Dataset records START

//! Hardware detection for local inference.
//!
//! Probes RAM, CPU and GPU backend once, then derives the largest model
//! (in parameters) the machine can comfortably run.

use std::fmt;
use std::process::Command;

use serde::{Deserialize, Serialize};
use tracing::{debug, warn};

const GIB: f64 = 1024.0 * 1024.0 * 1024.0;

/// Model size buckets, largest first: (usable GiB threshold, parameters).
const MODEL_SIZE_BUCKETS: &[(f64, u64)] = &[
    (70.0, 70_000_000_000),
    (27.0, 27_000_000_000),
    (13.0, 13_000_000_000),
    (7.0, 7_000_000_000),
    (3.0, 3_000_000_000),
];

const MIN_MODEL_SIZE: u64 = 1_000_000_000;

// ─────────────────────────────────────────────
// GpuBackend
// ─────────────────────────────────────────────

/// GPU acceleration backend understood by llama.cpp.
#[derive(Clone, Copy, Debug, Default, PartialEq, Eq, Serialize, Deserialize)]
#[serde(rename_all = "lowercase")]
pub enum GpuBackend {
    #[default]
    None,
    Metal,
    Cuda,
    Rocm,
    Vulkan,
}

impl GpuBackend {
    pub fn as_str(&self) -> &'static str {
        match self {
            GpuBackend::None => "none",
            GpuBackend::Metal => "metal",
            GpuBackend::Cuda => "cuda",
            GpuBackend::Rocm => "rocm",
            GpuBackend::Vulkan => "vulkan",
        }
    }

    pub fn is_accelerated(&self) -> bool {
        *self != GpuBackend::None
    }
}

impl fmt::Display for GpuBackend {
    fn fmt(&self, f: &mut fmt::Formatter<'_>) -> fmt::Result {
        f.write_str(self.as_str())
    }
}

// ─────────────────────────────────────────────
// HardwareCapabilities
// ─────────────────────────────────────────────

/// Snapshot of the machine, taken once when a local client is built.
#[derive(Clone, Debug, PartialEq, Serialize, Deserialize)]
pub struct HardwareCapabilities {
    pub architecture: String,
    /// Total RAM in bytes.
    pub total_ram: u64,
    /// Available RAM in bytes.
    pub available_ram: u64,
    pub cpu_model: String,
    pub cpu_cores: usize,
    pub gpu: GpuBackend,
    /// Largest runnable model, in parameters.
    pub max_model_size: u64,
}

impl HardwareCapabilities {
    /// Probe the current machine.
    pub fn detect() -> Self {
        let total_ram = detect_total_ram().unwrap_or_else(|| {
            warn!("RAM detection failed, assuming 8 GB");
            8 * 1024 * 1024 * 1024
        });
        let available_ram = detect_available_ram().unwrap_or(total_ram).min(total_ram);
        let cpu_cores = std::thread::available_parallelism()
            .map(|n| n.get())
            .unwrap_or(4);
        let gpu = detect_gpu();

        let caps = Self {
            architecture: std::env::consts::ARCH.to_string(),
            total_ram,
            available_ram,
            cpu_model: detect_cpu_model().unwrap_or_else(|| "Unknown CPU".to_string()),
            cpu_cores,
            gpu,
            max_model_size: calculate_max_model_size(available_ram, gpu.is_accelerated()),
        };

        debug!(
            arch = %caps.architecture,
            total_gb = caps.total_ram as f64 / GIB,
            available_gb = caps.available_ram as f64 / GIB,
            cores = caps.cpu_cores,
            gpu = %caps.gpu,
            "Detected hardware"
        );
        caps
    }

    pub fn has_gpu(&self) -> bool {
        self.gpu.is_accelerated()
    }

    /// Whether a model with `parameters` fits within `max_model_size`.
    pub fn can_run_model(&self, parameters: u64) -> bool {
        parameters <= self.max_model_size
    }

    /// Inference threads: three quarters of the cores, at least one.
    pub fn optimal_threads(&self) -> usize {
        (self.cpu_cores * 3 / 4).max(1)
    }

    /// Sanity-check a snapshot (hand-built ones included).
    pub fn validate(&self) -> Result<(), String> {
        if self.architecture.is_empty() {
            return Err("architecture is empty".into());
        }
        if self.total_ram == 0 {
            return Err("total RAM is zero".into());
        }
        if self.available_ram > self.total_ram {
            return Err("available RAM exceeds total RAM".into());
        }
        if self.cpu_cores == 0 {
            return Err("CPU core count is zero".into());
        }
        Ok(())
    }
}

impl fmt::Display for HardwareCapabilities {
    fn fmt(&self, f: &mut fmt::Formatter<'_>) -> fmt::Result {
        writeln!(f, "Hardware Capabilities:")?;
        writeln!(f, "  Architecture: {}", self.architecture)?;
        writeln!(f, "  CPU: {} ({} cores)", self.cpu_model, self.cpu_cores)?;
        writeln!(
            f,
            "  RAM: {:.1} GB total, {:.1} GB available",
            self.total_ram as f64 / GIB,
            self.available_ram as f64 / GIB
        )?;
        if self.has_gpu() {
            writeln!(f, "  GPU: {} acceleration", self.gpu)?;
        } else {
            writeln!(f, "  GPU: None")?;
        }
        write!(
            f,
            "  Max Model Size: {}B parameters",
            self.max_model_size / 1_000_000_000
        )
    }
}

/// Largest model size bucket for the given available RAM.
///
/// CPU inference needs roughly twice the weights in RAM, GPU offload 1.5x.
pub fn calculate_max_model_size(available_ram: u64, has_gpu: bool) -> u64 {
    let divisor = if has_gpu { 1.5 } else { 2.0 };
    let usable_gb = available_ram as f64 / GIB / divisor;

    MODEL_SIZE_BUCKETS
        .iter()
        .find(|(threshold, _)| usable_gb >= *threshold)
        .map(|(_, size)| *size)
        .unwrap_or(MIN_MODEL_SIZE)
}

// ─────────────────────────────────────────────
// Platform detection
// ─────────────────────────────────────────────

/// Parse a `/proc/meminfo` field (reported in kB) into bytes.
pub(crate) fn parse_meminfo_field(meminfo: &str, field: &str) -> Option<u64> {
    meminfo
        .lines()
        .find(|line| line.starts_with(field))
        .and_then(|line| line.split_whitespace().nth(1))
        .and_then(|kb| kb.parse::<u64>().ok())
        .map(|kb| kb * 1024)
}

/// Extract the `model name` entry from `/proc/cpuinfo`.
pub(crate) fn parse_cpuinfo_model(cpuinfo: &str) -> Option<String> {
    cpuinfo
        .lines()
        .find(|line| line.starts_with("model name"))
        .and_then(|line| line.split_once(':'))
        .map(|(_, name)| name.trim().to_string())
        .filter(|name| !name.is_empty())
}

#[cfg(target_os = "linux")]
fn detect_total_ram() -> Option<u64> {
    let meminfo = std::fs::read_to_string("/proc/meminfo").ok()?;
    parse_meminfo_field(&meminfo, "MemTotal:")
}

#[cfg(target_os = "linux")]
fn detect_available_ram() -> Option<u64> {
    let meminfo = std::fs::read_to_string("/proc/meminfo").ok()?;
    parse_meminfo_field(&meminfo, "MemAvailable:")
}

#[cfg(target_os = "linux")]
fn detect_cpu_model() -> Option<String> {
    let cpuinfo = std::fs::read_to_string("/proc/cpuinfo").ok()?;
    parse_cpuinfo_model(&cpuinfo)
}

#[cfg(target_os = "macos")]
fn sysctl(name: &str) -> Option<String> {
    let output = Command::new("sysctl").args(["-n", name]).output().ok()?;
    if !output.status.success() {
        return None;
    }
    Some(String::from_utf8_lossy(&output.stdout).trim().to_string())
}

#[cfg(target_os = "macos")]
fn detect_total_ram() -> Option<u64> {
    sysctl("hw.memsize")?.parse().ok()
}

#[cfg(target_os = "macos")]
fn detect_available_ram() -> Option<u64> {
    // Unified memory: treat three quarters of physical RAM as usable.
    detect_total_ram().map(|total| total / 4 * 3)
}

#[cfg(target_os = "macos")]
fn detect_cpu_model() -> Option<String> {
    sysctl("machdep.cpu.brand_string").filter(|s| !s.is_empty())
}

#[cfg(not(any(target_os = "linux", target_os = "macos")))]
fn detect_total_ram() -> Option<u64> {
    None
}

#[cfg(not(any(target_os = "linux", target_os = "macos")))]
fn detect_available_ram() -> Option<u64> {
    None
}

#[cfg(not(any(target_os = "linux", target_os = "macos")))]
fn detect_cpu_model() -> Option<String> {
    None
}

fn detect_gpu() -> GpuBackend {
    if cfg!(all(target_os = "macos", target_arch = "aarch64")) {
        return GpuBackend::Metal;
    }
    if tool_responds("nvidia-smi", &["-L"]) {
        return GpuBackend::Cuda;
    }
    if tool_responds("rocm-smi", &["--showproductname"]) {
        return GpuBackend::Rocm;
    }
    if tool_responds("vulkaninfo", &["--summary"]) {
        return GpuBackend::Vulkan;
    }
    GpuBackend::None
}

fn tool_responds(tool: &str, args: &[&str]) -> bool {
    if which::which(tool).is_err() {
        return false;
    }
    Command::new(tool)
        .args(args)
        .output()
        .map(|o| o.status.success())
        .unwrap_or(false)
}

// ─────────────────────────────────────────────
// Tests
// ─────────────────────────────────────────────

#[cfg(test)]
mod tests {
    use super::*;

    const GB: u64 = 1024 * 1024 * 1024;

    fn caps(total_gb: u64, available_gb: u64, gpu: GpuBackend, max: u64) -> HardwareCapabilities {
        HardwareCapabilities {
            architecture: "x86_64".into(),
            total_ram: total_gb * GB,
            available_ram: available_gb * GB,
            cpu_model: "Intel Core i7-9700K".into(),
            cpu_cores: 8,
            gpu,
            max_model_size: max,
        }
    }

    #[test]
    fn test_max_model_size_cpu_only() {
        assert_eq!(calculate_max_model_size(3 * GB, false), 1_000_000_000);
        assert_eq!(calculate_max_model_size(7 * GB, false), 3_000_000_000);
        assert_eq!(calculate_max_model_size(14 * GB, false), 7_000_000_000);
        assert_eq!(calculate_max_model_size(21 * GB, false), 7_000_000_000);
        assert_eq!(calculate_max_model_size(26 * GB, false), 13_000_000_000);
        assert_eq!(calculate_max_model_size(39 * GB, false), 13_000_000_000);
        assert_eq!(calculate_max_model_size(54 * GB, false), 27_000_000_000);
        assert_eq!(calculate_max_model_size(105 * GB, false), 27_000_000_000);
    }

    #[test]
    fn test_max_model_size_with_gpu() {
        assert_eq!(calculate_max_model_size(3 * GB, true), 1_000_000_000);
        assert_eq!(calculate_max_model_size(9 * GB, true), 3_000_000_000);
        assert_eq!(calculate_max_model_size(39 * GB / 2, true), 13_000_000_000);
        assert_eq!(calculate_max_model_size(81 * GB / 2, true), 27_000_000_000);
    }

    #[test]
    fn test_max_model_size_extremes() {
        assert_eq!(calculate_max_model_size(0, false), 1_000_000_000);
        assert_eq!(calculate_max_model_size(1024 * GB, true), 70_000_000_000);
    }

    #[test]
    fn test_can_run_model() {
        let c = caps(32, 24, GpuBackend::None, 13_000_000_000);
        assert!(c.can_run_model(0));
        assert!(c.can_run_model(7_000_000_000));
        assert!(c.can_run_model(13_000_000_000));
        assert!(!c.can_run_model(14_000_000_000));
    }

    #[test]
    fn test_optimal_threads() {
        let mut c = caps(16, 8, GpuBackend::None, 7_000_000_000);
        assert_eq!(c.optimal_threads(), 6);
        c.cpu_cores = 1;
        assert_eq!(c.optimal_threads(), 1);
    }

    #[test]
    fn test_validate() {
        assert!(caps(16, 8, GpuBackend::None, 7_000_000_000).validate().is_ok());
        let bad = caps(8, 16, GpuBackend::None, 7_000_000_000);
        assert!(bad.validate().is_err());
        let mut no_cores = caps(16, 8, GpuBackend::None, 7_000_000_000);
        no_cores.cpu_cores = 0;
        assert!(no_cores.validate().is_err());
    }

    #[test]
    fn test_display_cpu_only() {
        let s = caps(32, 24, GpuBackend::None, 13_000_000_000).to_string();
        assert!(s.contains("Hardware Capabilities:"));
        assert!(s.contains("Intel Core i7-9700K"));
        assert!(s.contains("8 cores"));
        assert!(s.contains("32.0 GB"));
        assert!(s.contains("24.0 GB"));
        assert!(s.contains("GPU: None"));
        assert!(s.contains("13B parameters"));
    }

    #[test]
    fn test_display_gpu() {
        let s = caps(128, 96, GpuBackend::Cuda, 70_000_000_000).to_string();
        assert!(s.contains("cuda acceleration"));
        assert!(s.contains("70B parameters"));
    }

    #[test]
    fn test_parse_meminfo() {
        let meminfo = "MemTotal:       16384000 kB\nMemFree:         1000 kB\nMemAvailable:    8192000 kB\n";
        assert_eq!(parse_meminfo_field(meminfo, "MemTotal:"), Some(16384000 * 1024));
        assert_eq!(parse_meminfo_field(meminfo, "MemAvailable:"), Some(8192000 * 1024));
        assert_eq!(parse_meminfo_field(meminfo, "SwapTotal:"), None);
    }

    #[test]
    fn test_parse_cpuinfo() {
        let cpuinfo = "processor\t: 0\nmodel name\t: AMD Ryzen 9 7950X 16-Core Processor\n";
        assert_eq!(
            parse_cpuinfo_model(cpuinfo).as_deref(),
            Some("AMD Ryzen 9 7950X 16-Core Processor")
        );
        assert_eq!(parse_cpuinfo_model("processor : 0\n"), None);
    }

    #[test]
    fn test_detect_is_consistent() {
        let c = HardwareCapabilities::detect();
        assert!(c.validate().is_ok());
        assert_eq!(
            c.max_model_size,
            calculate_max_model_size(c.available_ram, c.has_gpu())
        );
    }
}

Dataset records END

▶ Problem statement:
Filter the listing for the word "divisor" and copy every line that holds it.

▶ Finished exercise:
    let divisor = if has_gpu { 1.5 } else { 2.0 };
    let usable_gb = available_ram as f64 / GIB / divisor;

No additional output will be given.